Previous studies have demonstrated a change of cortical excitability during the menstrual cycle: an excitatory neuronal effect was associated with oestradiol and a neuronal inhibition was associated with progesterone (14, 15). However, these studies evaluated the excitability of the motor cortex using a paired-pulse paradigm in healthy women and not PTs in migraineurs. Additionally, there was no significant change in the motor threshold between the follicular and luteal phases. It is likely that PTs do change during the menstrual cycle, but there is no published study on this issue. In this study we did not record (similarly to many previous studies) in which phase of the menstrual cycle the actual measurement was performed. Only two of our subjects had menstrual migraine (migraine attacks occurring 2 days before to 5 days after the onset of menstruation). The PT values of these two subjects were not different from those of the other migraineurs, as in the study of Young et al. (9). Surprisingly, two of our male subjects had higher PT variability. Additionally, the control female subjects who had at least one or two menstruations during the time of the experiment showed minimal PT variability. Nevertheless, further studies should clarify this question.
Several studies using a wide range of tasks have suggested that migraine patients may have visual cortical anomalies between attacks. More intense illusions to grating patterns (16, 17) as well as greater visual masking effects (18), reduced perceptual suppression of simple targets (12, 19), altered motion perception (20) and increased motion after-effect duration (21) were observed by different studies. Differences in visual cortical function between migraineurs and controls have also been revealed using TMS. Lower PTs (1, 5, 10, 22) even after 1-Hz inhibitory repetitive TMS (rTMS) were detected (23). In contrast, other studies have found lower prevalences of phosphenes and increased PTs in migraineurs (3, 4). Electrophysiological studies have also implied abnormal primary visual processing by measuring the amplitude of visual evoked potentials (24, 25). From these studies an altered interictal excitability of the cerebral cortex in migraine, most pronounced in the visual areas, was proposed. However, it is not clear if these visual cortical anomalies are due to cortical hyper- or hypoexcitability.

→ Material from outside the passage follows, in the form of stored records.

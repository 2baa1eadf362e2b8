use super::gateway;
use crate::api::request::{QueryRequest, Urgency};
use crate::config::Config;
use crate::core::{fingerprint, EngineContext, QueryEngine};
use crate::inference::{HardwareProfiler, SystemLoadMonitor};
use crate::Result;
use std::sync::Arc;
use tokio::sync::oneshot;

/// 单次查询参数
#[derive(Debug, Clone)]
pub struct QueryArgs {
    pub text: String,
    pub context: Option<String>,
    pub task: String,
    pub urgent: bool,
    pub model: Option<String>,
}

impl QueryArgs {
    fn into_request(self) -> QueryRequest {
        let context_fingerprint = fingerprint([self.context.as_deref().unwrap_or_default()]);
        let mut request = QueryRequest::new(self.text, context_fingerprint).with_task(self.task);
        if let Some(context) = self.context {
            request = request.with_context(context);
        }
        if let Some(model) = self.model {
            request = request.with_model(model);
        }
        if self.urgent {
            request = request.with_urgency(Urgency::High);
        }
        request
    }
}

/// 通过完整管道执行一次查询
pub async fn query(config: &Config, args: QueryArgs) -> Result<()> {
    let ctx = EngineContext::build(
        config,
        gateway(config)?,
        Arc::new(SystemLoadMonitor::new()),
        HardwareProfiler::new().detect(),
    )
    .await;
    let engine = QueryEngine::new(ctx);

    let (stop, stopped) = oneshot::channel::<()>();
    let dispatcher = {
        let engine = engine.clone();
        let ticker = engine.context().ticker();
        tokio::spawn(async move {
            engine
                .run(ticker, async {
                    let _ = stopped.await;
                })
                .await
        })
    };

    let result = engine.query(args.into_request()).await;

    let _ = stop.send(());
    if let Err(e) = dispatcher.await {
        tracing::warn!("Dispatch loop ended abnormally: {}", e);
    }
    engine.context().residency.persist().await?;

    let outcome = result?;
    println!("{}", outcome.response.text);
    println!(
        "-- model: {}, source: {:?}, confidence: {:.2}, time: {:.2}s",
        outcome.response.model,
        outcome.hit,
        outcome.response.confidence,
        outcome.processing_time.as_secs_f64()
    );
    Ok(())
}
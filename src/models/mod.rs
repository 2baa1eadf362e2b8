pub mod descriptor;

// Re-export commonly used types
pub use descriptor::{ModelDescriptor, ModelStatus};
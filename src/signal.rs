//! Signal classification for screener and summary cell coloring.

use serde::Serialize;

const BUY_MARKERS: [&str; 4] = ["achat", "buy", "hauss", "bullish"];
const SELL_MARKERS: [&str; 4] = ["vente", "sell", "baiss", "bearish"];
const NEUTRAL_MARKERS: [&str; 4] = ["neutre", "neutral", "attente", "hold"];

#[derive(Debug, Clone, Copy, PartialEq, Eq, Hash, Serialize)]
#[serde(rename_all = "snake_case")]
pub enum Signal {
    Buy,
    Sell,
    Neutral,
    Unknown,
}

impl Signal {
    pub fn classify(text: Option<&str>) -> Self {
        let Some(text) = text else {
            return Signal::Unknown;
        };
        let lowered = text.to_lowercase();
        let contains_any = |markers: &[&str]| markers.iter().any(|m| lowered.contains(m));

        if contains_any(&BUY_MARKERS) {
            Signal::Buy
        } else if contains_any(&SELL_MARKERS) {
            Signal::Sell
        } else if contains_any(&NEUTRAL_MARKERS) {
            Signal::Neutral
        } else {
            Signal::Unknown
        }
    }

    pub fn css_class(self) -> &'static str {
        match self {
            Signal::Buy => "signal-buy",
            Signal::Sell => "signal-sell",
            Signal::Neutral => "signal-neutral",
            Signal::Unknown => "signal-unknown",
        }
    }
}

#[cfg(test)]
mod tests {
    use super::*;

    #[test]
    fn french_and_english_markers_are_recognized() {
        assert_eq!(Signal::classify(Some("Signal d'Achat")), Signal::Buy);
        assert_eq!(Signal::classify(Some("STRONG BUY")), Signal::Buy);
        assert_eq!(Signal::classify(Some("Vente")), Signal::Sell);
        assert_eq!(Signal::classify(Some("Tendance baissière")), Signal::Sell);
        assert_eq!(Signal::classify(Some("Neutre")), Signal::Neutral);
        assert_eq!(Signal::classify(Some("En attente")), Signal::Neutral);
    }

    #[test]
    fn absent_or_unmatched_text_is_unknown() {
        assert_eq!(Signal::classify(None), Signal::Unknown);
        assert_eq!(Signal::classify(Some("N/A")), Signal::Unknown);
        assert_eq!(Signal::classify(Some("")), Signal::Unknown);
    }

    #[test]
    fn buy_takes_precedence_when_both_markers_appear() {
        assert_eq!(
            Signal::classify(Some("Achat après la vente")),
            Signal::Buy
        );
    }

    #[test]
    fn css_classes_are_distinct() {
        assert_eq!(Signal::Buy.css_class(), "signal-buy");
        assert_eq!(Signal::Sell.css_class(), "signal-sell");
        assert_eq!(Signal::Neutral.css_class(), "signal-neutral");
        assert_eq!(Signal::Unknown.css_class(), "signal-unknown");
    }
}
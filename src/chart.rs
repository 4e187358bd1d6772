//! Inline SVG line chart for a company's closing-price history.

use std::fmt::Write as _;

use chrono::NaiveDate;

use crate::model::PricePoint;
use crate::pages::escape_html;

const WIDTH: f64 = 900.0;
const HEIGHT: f64 = 320.0;
const MARGIN_LEFT: f64 = 70.0;
const MARGIN_RIGHT: f64 = 20.0;
const MARGIN_TOP: f64 = 44.0;
const MARGIN_BOTTOM: f64 = 36.0;
const Y_TICKS: usize = 4;

#[derive(Debug, Clone, Copy, PartialEq)]
pub struct ChartPoint {
    pub date: NaiveDate,
    pub price: f64,
}

/// Usable points sorted by date. Unparseable dates and non-numeric prices are dropped.
pub fn chart_points(history: &[PricePoint]) -> Vec<ChartPoint> {
    let mut points: Vec<ChartPoint> = history
        .iter()
        .filter_map(|point| {
            let date = parse_date(point.date.as_deref()?)?;
            let price = point.price.as_ref()?.as_f64()?;
            price.is_finite().then_some(ChartPoint { date, price })
        })
        .collect();
    points.sort_by_key(|point| point.date);
    points
}

pub fn render_price_chart(history: &[PricePoint], title: &str) -> Option<String> {
    let points = chart_points(history);
    let first = points.first()?;
    let last = points.last()?;

    let (mut min, mut max) = points
        .iter()
        .fold((f64::MAX, f64::MIN), |(lo, hi), p| (lo.min(p.price), hi.max(p.price)));
    if (max - min).abs() < f64::EPSILON {
        let pad = if min.abs() > 1.0 { min.abs() * 0.01 } else { 1.0 };
        min -= pad;
        max += pad;
    }

    let first_day = first.date;
    let span_days = (last.date - first_day).num_days().max(1) as f64;
    let plot_w = WIDTH - MARGIN_LEFT - MARGIN_RIGHT;
    let plot_h = HEIGHT - MARGIN_TOP - MARGIN_BOTTOM;

    let x_of = |date: NaiveDate| {
        if points.len() == 1 {
            MARGIN_LEFT + plot_w / 2.0
        } else {
            MARGIN_LEFT + (date - first_day).num_days() as f64 / span_days * plot_w
        }
    };
    let y_of = |price: f64| MARGIN_TOP + (max - price) / (max - min) * plot_h;

    let mut svg = String::new();
    let _ = write!(
        svg,
        "<svg class=\"price-chart\" viewBox=\"0 0 {WIDTH} {HEIGHT}\" role=\"img\" aria-label=\"{}\">",
        escape_html(title)
    );
    let _ = write!(
        svg,
        "<text class=\"chart-title\" x=\"{}\" y=\"24\" text-anchor=\"middle\">{}</text>",
        WIDTH / 2.0,
        escape_html(title)
    );

    for tick in 0..=Y_TICKS {
        let value = min + (max - min) * tick as f64 / Y_TICKS as f64;
        let y = y_of(value);
        let _ = write!(
            svg,
            "<line class=\"grid\" x1=\"{MARGIN_LEFT}\" y1=\"{y:.1}\" x2=\"{}\" y2=\"{y:.1}\"/>\
             <text class=\"tick\" x=\"{}\" y=\"{:.1}\" text-anchor=\"end\">{}</text>",
            WIDTH - MARGIN_RIGHT,
            MARGIN_LEFT - 8.0,
            y + 4.0,
            format_tick(value)
        );
    }

    let _ = write!(
        svg,
        "<text class=\"axis-label\" x=\"14\" y=\"{:.1}\" transform=\"rotate(-90 14 {:.1})\" text-anchor=\"middle\">Cours (FCFA)</text>",
        MARGIN_TOP + plot_h / 2.0,
        MARGIN_TOP + plot_h / 2.0
    );

    let baseline = HEIGHT - MARGIN_BOTTOM + 20.0;
    let _ = write!(
        svg,
        "<text class=\"tick\" x=\"{MARGIN_LEFT}\" y=\"{baseline}\" text-anchor=\"start\">{}</text>",
        first.date.format("%d/%m/%Y")
    );
    if points.len() > 1 {
        let _ = write!(
            svg,
            "<text class=\"tick\" x=\"{}\" y=\"{baseline}\" text-anchor=\"end\">{}</text>",
            WIDTH - MARGIN_RIGHT,
            last.date.format("%d/%m/%Y")
        );
    }

    let coords: Vec<String> = points
        .iter()
        .map(|p| format!("{:.1},{:.1}", x_of(p.date), y_of(p.price)))
        .collect();
    let _ = write!(
        svg,
        "<polyline class=\"line\" fill=\"none\" points=\"{}\"/>",
        coords.join(" ")
    );
    for p in &points {
        let _ = write!(
            svg,
            "<circle class=\"dot\" cx=\"{:.1}\" cy=\"{:.1}\" r=\"2.5\"><title>{} : {} FCFA</title></circle>",
            x_of(p.date),
            y_of(p.price),
            p.date.format("%d/%m/%Y"),
            format_tick(p.price)
        );
    }

    svg.push_str("</svg>");
    Some(svg)
}

fn parse_date(raw: &str) -> Option<NaiveDate> {
    let raw = raw.trim();
    let head = raw.get(..10).unwrap_or(raw);
    NaiveDate::parse_from_str(head, "%Y-%m-%d")
        .or_else(|_| NaiveDate::parse_from_str(raw, "%d/%m/%Y"))
        .ok()
}

fn format_tick(value: f64) -> String {
    if value.abs() >= 100.0 {
        format!("{value:.0}")
    } else {
        format!("{value:.2}")
    }
}
//! BRVM market dashboard.
//!
//! - gateway client with bounded retries and a per-endpoint TTL cache
//! - server-rendered home, screener and detail pages
//! - JSON passthrough API for the same data

mod cache;
mod chart;
mod config;
mod dashboard;
mod gateway;
mod model;
mod observability;
mod pages;
mod retry;
mod signal;
mod source;

pub use cache::{CacheMode, CacheSettings, CacheTtls, ResponseCache};
pub use chart::{chart_points, render_price_chart, ChartPoint};
pub use config::{
    dashboard_config_from_env, ConfigError, DashboardConfig, DEFAULT_API_URL, DEFAULT_BIND_ADDR,
    DEFAULT_REQUEST_TIMEOUT_SECS,
};
pub use dashboard::{dashboard_router, ApiError, PageQuery};
pub use gateway::{GatewayClient, GatewayClientBuilder, GatewayError, ScreenerScope};
pub use model::{
    display_or_na, Analysis, Company, PricePoint, Scalar, ScreenerRow, TechnicalAnalysis,
    NOT_AVAILABLE,
};
pub use observability::{
    init_logging, log_app_bind, log_app_start, log_gateway_selected, logging_config_from_env,
    LogFormat, LoggingConfig, LoggingInitError,
};
pub use pages::{
    escape_html, markdown_to_html, render_detail_page, render_home_page, render_screener_page,
    render_screener_table, screener_cell_values, CompanySelector, DetailView, HomeView,
    ScreenerView, SCREENER_HEADERS,
};
pub use retry::{Backoff, RetryPolicy};
pub use signal::Signal;
pub use source::{demo_snapshot, InMemorySource, MarketDataSource, MarketSnapshot};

Our aim was not to resolve this hypo- vs. hyperexcitability problem. However, our consecutive measurements imply that the excitability of the visual cortex in migraineurs changes over a wider range than it does in controls, at least with regard to PT measurements. If in a given experiment one patient is measured usually only once it could result in either hyper- or hypoexcitability compared with controls. Therefore the conflicting results reported by different studies could be due not only to the different technical parameters but also to the temporal characteristics of the cortical excitability change in migraine.
Acknowledgements
We thank Petra Karacsonyi for the English corrections. This study was supported by the German Ministry of Research and Education within the Kompetenznetz Schmerz (FKZ: 01EM0117).